= What to work on =
Each line from the one that contains "pub fn write_clean(path: &Path, rows: &[CleanRecord])" through the end of the entries should be repeated exactly, with nothing added.

---------------

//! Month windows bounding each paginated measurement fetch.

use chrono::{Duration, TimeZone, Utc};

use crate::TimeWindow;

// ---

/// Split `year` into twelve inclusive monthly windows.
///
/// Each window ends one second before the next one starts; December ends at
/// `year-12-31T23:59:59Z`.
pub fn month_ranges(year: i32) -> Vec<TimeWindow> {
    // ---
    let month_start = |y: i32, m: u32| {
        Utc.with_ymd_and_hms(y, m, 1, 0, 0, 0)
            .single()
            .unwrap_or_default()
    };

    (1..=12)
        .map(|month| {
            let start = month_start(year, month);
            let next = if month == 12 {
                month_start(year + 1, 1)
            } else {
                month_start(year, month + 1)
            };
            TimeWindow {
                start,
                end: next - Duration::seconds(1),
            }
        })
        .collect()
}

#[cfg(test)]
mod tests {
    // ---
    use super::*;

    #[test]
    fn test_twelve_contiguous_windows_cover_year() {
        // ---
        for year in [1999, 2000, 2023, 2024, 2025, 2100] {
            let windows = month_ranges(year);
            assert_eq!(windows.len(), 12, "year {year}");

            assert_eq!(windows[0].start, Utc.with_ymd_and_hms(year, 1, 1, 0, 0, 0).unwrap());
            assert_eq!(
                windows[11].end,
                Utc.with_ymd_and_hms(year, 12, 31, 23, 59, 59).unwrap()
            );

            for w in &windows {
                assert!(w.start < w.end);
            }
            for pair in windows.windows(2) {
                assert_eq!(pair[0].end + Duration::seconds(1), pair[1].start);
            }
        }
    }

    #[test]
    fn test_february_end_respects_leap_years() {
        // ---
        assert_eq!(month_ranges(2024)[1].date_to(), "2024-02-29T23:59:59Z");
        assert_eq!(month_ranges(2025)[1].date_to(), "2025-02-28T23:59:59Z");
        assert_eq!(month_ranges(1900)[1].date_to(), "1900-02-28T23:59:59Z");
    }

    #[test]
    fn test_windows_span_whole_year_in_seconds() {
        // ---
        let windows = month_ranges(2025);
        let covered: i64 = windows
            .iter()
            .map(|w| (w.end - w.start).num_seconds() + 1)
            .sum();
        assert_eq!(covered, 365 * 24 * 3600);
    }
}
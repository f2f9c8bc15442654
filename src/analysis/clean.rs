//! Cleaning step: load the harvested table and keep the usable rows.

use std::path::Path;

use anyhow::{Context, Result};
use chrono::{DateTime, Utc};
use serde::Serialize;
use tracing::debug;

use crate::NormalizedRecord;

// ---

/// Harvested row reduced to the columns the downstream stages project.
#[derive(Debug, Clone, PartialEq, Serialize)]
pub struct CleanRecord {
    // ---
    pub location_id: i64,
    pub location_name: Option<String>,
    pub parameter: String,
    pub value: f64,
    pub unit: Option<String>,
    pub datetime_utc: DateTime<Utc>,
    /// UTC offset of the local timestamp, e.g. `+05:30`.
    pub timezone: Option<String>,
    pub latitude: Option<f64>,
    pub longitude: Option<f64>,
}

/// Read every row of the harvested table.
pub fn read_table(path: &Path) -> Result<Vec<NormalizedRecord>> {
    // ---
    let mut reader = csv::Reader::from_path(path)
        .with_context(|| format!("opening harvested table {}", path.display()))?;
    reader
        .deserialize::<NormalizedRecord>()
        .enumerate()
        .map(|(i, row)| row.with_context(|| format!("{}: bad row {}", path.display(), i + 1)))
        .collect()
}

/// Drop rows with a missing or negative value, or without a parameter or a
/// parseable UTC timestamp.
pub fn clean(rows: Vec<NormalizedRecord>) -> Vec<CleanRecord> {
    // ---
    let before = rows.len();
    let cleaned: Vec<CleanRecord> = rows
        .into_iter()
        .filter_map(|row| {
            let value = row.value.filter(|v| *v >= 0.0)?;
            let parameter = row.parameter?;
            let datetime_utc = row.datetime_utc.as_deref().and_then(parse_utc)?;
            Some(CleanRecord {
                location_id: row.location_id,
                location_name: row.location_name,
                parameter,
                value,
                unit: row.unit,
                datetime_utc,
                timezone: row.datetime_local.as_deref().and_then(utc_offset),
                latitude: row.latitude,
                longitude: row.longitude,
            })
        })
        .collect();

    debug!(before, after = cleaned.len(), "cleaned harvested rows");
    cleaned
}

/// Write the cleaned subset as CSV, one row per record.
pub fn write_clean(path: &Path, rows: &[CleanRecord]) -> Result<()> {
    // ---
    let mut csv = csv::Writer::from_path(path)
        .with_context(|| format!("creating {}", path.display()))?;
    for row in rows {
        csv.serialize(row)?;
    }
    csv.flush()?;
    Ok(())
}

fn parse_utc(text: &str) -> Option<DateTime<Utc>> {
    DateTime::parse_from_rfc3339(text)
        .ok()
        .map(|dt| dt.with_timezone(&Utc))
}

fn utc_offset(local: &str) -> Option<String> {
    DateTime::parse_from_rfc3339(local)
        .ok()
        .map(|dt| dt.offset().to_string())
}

---------------

= Output for this exercise =
pub fn write_clean(path: &Path, rows: &[CleanRecord]) -> Result<()> {
    // ---
    let mut csv = csv::Writer::from_path(path)
        .with_context(|| format!("creating {}", path.display()))?;
    for row in rows {
        csv.serialize(row)?;
    }
    csv.flush()?;
    Ok(())
}

fn parse_utc(text: &str) -> Option<DateTime<Utc>> {
    DateTime::parse_from_rfc3339(text)
        .ok()
        .map(|dt| dt.with_timezone(&Utc))
}

fn utc_offset(local: &str) -> Option<String> {
    DateTime::parse_from_rfc3339(local)
        .ok()
        .map(|dt| dt.offset().to_string())
}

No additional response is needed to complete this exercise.